* **About this task**
Find the word "derive" in the records and copy every line where it occurs.

Saved entries:
──────

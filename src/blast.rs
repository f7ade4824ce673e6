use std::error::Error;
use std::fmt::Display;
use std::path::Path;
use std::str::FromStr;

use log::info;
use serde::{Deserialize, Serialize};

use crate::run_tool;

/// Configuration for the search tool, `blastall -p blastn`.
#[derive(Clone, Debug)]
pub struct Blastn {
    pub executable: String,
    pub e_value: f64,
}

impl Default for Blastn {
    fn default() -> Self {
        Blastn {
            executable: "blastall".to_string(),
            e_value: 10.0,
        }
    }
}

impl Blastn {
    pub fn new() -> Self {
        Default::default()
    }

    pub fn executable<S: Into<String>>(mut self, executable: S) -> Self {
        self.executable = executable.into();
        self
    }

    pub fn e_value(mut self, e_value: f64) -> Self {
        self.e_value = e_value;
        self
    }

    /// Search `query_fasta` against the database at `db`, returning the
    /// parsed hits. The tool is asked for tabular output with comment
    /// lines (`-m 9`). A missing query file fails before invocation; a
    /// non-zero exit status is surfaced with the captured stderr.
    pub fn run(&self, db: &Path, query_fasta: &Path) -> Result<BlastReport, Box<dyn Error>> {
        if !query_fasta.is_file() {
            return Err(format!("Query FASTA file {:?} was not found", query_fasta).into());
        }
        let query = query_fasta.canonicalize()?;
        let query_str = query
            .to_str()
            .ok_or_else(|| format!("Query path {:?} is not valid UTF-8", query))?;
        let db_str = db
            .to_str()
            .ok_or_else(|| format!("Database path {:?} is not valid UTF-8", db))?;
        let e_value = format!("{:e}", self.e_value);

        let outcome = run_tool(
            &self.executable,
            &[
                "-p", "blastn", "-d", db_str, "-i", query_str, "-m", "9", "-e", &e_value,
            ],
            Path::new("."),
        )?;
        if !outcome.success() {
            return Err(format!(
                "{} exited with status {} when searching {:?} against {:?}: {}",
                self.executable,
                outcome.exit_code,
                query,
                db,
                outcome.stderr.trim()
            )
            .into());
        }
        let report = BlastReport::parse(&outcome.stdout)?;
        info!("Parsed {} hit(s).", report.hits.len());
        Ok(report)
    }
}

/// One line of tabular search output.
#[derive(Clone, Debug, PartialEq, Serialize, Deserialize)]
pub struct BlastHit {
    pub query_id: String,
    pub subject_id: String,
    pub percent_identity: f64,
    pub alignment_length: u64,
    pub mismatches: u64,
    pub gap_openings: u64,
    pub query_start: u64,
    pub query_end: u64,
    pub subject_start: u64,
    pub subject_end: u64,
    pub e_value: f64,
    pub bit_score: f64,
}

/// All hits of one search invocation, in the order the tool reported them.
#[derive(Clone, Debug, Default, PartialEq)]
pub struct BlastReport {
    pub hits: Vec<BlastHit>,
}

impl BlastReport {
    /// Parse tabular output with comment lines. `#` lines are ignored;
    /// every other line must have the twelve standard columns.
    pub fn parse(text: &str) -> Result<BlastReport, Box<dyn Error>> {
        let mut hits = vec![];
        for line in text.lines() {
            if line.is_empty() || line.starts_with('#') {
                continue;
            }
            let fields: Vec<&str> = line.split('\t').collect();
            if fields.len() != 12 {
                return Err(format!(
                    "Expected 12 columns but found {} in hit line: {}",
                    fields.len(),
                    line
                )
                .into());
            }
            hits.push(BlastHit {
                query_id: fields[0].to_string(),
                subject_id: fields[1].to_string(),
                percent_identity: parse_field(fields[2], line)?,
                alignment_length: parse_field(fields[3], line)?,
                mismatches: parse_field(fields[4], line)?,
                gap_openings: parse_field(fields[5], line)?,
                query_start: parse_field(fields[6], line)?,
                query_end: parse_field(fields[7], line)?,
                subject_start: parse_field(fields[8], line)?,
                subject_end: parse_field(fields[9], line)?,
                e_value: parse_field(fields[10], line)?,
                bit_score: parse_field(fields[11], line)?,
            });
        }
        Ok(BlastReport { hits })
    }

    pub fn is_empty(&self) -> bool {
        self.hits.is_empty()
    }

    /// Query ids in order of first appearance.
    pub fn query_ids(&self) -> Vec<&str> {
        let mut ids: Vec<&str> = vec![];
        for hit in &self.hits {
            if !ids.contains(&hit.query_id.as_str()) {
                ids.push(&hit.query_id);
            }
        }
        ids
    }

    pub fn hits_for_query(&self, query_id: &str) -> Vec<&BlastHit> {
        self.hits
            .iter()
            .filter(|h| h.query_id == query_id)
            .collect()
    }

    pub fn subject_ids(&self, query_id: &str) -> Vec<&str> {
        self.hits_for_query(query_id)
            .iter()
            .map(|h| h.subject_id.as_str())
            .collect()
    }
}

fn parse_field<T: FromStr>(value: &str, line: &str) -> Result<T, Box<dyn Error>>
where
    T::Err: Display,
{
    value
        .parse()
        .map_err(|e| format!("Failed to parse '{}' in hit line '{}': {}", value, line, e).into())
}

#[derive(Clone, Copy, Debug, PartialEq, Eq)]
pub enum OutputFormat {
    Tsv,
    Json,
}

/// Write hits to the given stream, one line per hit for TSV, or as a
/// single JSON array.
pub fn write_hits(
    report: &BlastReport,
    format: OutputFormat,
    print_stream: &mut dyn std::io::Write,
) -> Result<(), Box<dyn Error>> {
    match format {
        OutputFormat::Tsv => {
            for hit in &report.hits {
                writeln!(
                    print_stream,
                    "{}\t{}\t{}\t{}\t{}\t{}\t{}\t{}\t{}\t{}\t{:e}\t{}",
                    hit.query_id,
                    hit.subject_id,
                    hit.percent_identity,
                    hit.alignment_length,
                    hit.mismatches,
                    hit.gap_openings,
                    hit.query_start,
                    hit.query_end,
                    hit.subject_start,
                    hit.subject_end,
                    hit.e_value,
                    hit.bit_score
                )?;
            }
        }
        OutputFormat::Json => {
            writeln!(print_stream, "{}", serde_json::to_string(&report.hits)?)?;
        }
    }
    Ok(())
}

──────

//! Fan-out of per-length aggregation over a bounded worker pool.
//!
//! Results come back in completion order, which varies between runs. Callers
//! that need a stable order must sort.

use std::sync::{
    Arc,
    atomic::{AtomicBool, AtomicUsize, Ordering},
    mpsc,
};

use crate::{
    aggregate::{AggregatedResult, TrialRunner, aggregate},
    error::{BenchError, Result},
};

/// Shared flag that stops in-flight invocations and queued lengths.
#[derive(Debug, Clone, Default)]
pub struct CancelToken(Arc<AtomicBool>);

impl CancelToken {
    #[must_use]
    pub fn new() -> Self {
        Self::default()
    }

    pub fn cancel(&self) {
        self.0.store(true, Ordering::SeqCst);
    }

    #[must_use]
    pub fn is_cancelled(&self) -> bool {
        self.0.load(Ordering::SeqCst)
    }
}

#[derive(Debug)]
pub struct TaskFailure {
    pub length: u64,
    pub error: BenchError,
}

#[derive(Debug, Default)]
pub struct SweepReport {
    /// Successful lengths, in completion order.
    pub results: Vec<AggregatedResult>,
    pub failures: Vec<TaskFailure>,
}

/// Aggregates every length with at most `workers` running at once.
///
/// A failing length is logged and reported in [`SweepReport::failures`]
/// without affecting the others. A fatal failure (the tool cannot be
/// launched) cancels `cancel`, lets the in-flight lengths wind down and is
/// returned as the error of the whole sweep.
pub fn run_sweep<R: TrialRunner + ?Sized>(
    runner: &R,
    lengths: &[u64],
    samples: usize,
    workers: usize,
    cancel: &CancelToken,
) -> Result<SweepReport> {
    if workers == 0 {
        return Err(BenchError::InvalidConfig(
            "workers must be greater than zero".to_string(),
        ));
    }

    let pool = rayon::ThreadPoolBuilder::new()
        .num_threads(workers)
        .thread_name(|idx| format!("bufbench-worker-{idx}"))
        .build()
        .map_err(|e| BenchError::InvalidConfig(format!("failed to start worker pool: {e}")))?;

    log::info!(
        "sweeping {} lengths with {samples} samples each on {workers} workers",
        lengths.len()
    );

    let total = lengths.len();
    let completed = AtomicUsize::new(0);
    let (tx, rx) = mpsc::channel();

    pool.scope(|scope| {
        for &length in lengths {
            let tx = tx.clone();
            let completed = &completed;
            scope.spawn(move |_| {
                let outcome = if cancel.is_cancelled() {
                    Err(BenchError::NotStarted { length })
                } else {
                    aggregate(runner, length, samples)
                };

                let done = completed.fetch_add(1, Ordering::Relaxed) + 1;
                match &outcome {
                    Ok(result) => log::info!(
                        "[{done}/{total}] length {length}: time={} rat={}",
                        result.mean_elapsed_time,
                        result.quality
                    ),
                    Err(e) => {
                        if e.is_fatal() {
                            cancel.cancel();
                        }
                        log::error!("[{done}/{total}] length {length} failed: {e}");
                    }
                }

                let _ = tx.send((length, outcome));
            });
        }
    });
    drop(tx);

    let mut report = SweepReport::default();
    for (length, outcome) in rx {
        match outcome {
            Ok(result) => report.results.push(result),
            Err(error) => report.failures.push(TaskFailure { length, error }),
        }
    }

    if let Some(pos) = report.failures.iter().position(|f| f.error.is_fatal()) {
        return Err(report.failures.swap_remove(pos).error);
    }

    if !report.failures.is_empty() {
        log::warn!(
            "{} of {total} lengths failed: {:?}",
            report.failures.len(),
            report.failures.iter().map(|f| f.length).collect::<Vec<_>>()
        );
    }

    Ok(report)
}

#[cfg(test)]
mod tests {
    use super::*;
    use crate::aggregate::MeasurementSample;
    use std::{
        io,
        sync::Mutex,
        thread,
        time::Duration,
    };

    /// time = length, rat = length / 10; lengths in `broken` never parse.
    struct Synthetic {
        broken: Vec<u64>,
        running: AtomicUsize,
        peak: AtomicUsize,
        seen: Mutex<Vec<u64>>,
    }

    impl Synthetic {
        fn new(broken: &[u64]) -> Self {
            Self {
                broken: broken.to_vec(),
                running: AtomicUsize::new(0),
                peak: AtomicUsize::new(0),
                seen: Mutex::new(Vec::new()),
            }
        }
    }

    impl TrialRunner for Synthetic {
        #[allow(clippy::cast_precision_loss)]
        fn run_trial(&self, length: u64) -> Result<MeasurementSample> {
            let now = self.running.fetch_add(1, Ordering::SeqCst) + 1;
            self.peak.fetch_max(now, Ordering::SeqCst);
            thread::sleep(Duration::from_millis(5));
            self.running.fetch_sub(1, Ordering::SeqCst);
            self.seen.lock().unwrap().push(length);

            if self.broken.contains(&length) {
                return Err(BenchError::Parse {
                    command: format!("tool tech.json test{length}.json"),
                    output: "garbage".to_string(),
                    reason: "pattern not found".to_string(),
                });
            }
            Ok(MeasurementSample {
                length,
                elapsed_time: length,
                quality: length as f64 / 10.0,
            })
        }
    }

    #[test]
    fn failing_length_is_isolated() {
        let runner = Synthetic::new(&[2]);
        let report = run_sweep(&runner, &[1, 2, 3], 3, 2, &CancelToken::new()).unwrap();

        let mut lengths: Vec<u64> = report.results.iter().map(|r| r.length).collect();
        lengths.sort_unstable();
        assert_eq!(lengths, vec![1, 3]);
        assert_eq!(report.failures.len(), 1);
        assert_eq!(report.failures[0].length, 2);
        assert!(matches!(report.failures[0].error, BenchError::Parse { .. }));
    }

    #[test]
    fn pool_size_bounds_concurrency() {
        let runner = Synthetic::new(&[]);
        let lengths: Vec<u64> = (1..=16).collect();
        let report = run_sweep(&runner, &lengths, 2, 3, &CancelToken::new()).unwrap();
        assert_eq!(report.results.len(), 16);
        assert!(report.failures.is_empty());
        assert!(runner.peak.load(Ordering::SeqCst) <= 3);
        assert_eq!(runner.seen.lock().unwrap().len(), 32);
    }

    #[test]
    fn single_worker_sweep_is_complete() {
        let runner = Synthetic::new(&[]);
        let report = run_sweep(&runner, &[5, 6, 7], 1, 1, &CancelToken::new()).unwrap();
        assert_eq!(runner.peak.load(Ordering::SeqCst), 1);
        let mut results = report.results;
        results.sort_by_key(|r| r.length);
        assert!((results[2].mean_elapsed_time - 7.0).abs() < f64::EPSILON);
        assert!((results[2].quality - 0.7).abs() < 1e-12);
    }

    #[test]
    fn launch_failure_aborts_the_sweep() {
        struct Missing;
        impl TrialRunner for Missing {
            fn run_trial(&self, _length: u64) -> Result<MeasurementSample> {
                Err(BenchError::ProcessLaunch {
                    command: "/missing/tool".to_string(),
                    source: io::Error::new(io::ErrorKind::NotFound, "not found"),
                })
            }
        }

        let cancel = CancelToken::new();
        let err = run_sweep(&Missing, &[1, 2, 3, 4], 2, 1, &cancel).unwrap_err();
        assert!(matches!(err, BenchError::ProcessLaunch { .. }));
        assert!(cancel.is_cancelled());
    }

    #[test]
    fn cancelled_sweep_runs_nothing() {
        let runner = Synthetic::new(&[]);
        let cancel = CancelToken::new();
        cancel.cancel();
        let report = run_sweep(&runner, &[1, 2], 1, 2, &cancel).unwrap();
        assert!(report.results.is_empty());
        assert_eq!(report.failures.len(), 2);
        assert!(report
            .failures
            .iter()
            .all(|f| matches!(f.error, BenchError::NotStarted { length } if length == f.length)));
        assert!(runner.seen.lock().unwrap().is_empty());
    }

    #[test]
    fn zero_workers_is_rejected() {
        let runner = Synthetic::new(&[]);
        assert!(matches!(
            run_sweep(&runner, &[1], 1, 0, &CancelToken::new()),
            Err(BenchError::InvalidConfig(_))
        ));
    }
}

──────

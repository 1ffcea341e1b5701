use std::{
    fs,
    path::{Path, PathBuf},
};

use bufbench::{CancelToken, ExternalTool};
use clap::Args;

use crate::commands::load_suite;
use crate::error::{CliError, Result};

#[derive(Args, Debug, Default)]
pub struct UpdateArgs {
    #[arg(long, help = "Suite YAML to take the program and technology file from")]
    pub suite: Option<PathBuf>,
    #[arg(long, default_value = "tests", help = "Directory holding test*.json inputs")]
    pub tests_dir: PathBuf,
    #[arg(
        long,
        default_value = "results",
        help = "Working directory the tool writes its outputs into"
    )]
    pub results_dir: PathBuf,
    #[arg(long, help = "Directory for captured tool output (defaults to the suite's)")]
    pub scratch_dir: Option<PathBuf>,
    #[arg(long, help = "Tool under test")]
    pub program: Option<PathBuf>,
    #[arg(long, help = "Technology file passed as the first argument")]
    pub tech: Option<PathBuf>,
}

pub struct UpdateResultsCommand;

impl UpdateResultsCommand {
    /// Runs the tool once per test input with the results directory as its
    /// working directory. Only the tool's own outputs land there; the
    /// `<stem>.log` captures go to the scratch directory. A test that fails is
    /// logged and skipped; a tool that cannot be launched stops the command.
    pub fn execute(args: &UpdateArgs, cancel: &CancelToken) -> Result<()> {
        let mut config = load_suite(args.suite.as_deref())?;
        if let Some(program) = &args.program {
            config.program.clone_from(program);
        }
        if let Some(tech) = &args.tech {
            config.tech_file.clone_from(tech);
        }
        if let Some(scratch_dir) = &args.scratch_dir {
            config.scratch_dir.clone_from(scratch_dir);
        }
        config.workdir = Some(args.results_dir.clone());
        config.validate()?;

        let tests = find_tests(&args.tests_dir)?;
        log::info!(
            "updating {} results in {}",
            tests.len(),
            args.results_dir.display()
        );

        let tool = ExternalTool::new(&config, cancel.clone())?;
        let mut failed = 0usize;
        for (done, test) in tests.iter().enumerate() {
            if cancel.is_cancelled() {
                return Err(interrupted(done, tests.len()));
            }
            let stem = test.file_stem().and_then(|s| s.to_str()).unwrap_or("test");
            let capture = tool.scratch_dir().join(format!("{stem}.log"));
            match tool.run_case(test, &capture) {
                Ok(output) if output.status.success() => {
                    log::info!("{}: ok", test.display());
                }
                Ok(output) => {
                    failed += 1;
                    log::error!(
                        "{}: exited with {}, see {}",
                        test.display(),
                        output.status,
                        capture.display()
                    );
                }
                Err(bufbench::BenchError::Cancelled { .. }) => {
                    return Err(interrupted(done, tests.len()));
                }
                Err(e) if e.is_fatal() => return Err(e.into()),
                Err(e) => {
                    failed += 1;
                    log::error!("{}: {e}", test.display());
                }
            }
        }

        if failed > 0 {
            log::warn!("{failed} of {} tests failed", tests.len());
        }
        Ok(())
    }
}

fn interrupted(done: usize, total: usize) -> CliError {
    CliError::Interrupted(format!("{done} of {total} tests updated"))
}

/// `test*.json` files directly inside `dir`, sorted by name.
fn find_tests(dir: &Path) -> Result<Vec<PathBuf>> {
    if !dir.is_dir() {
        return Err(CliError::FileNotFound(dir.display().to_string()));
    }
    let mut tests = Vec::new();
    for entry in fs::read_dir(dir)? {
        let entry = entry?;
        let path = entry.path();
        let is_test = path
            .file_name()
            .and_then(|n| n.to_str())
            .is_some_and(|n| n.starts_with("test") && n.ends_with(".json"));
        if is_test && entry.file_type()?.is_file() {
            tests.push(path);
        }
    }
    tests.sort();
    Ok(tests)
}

──────

* **Your solution**
#[derive(Clone, Debug)]
#[derive(Clone, Debug, PartialEq, Serialize, Deserialize)]
#[derive(Clone, Debug, Default, PartialEq)]
#[derive(Clone, Copy, Debug, PartialEq, Eq)]
#[derive(Debug, Clone, Default)]
#[derive(Debug)]
#[derive(Debug, Default)]
#[derive(Args, Debug, Default)]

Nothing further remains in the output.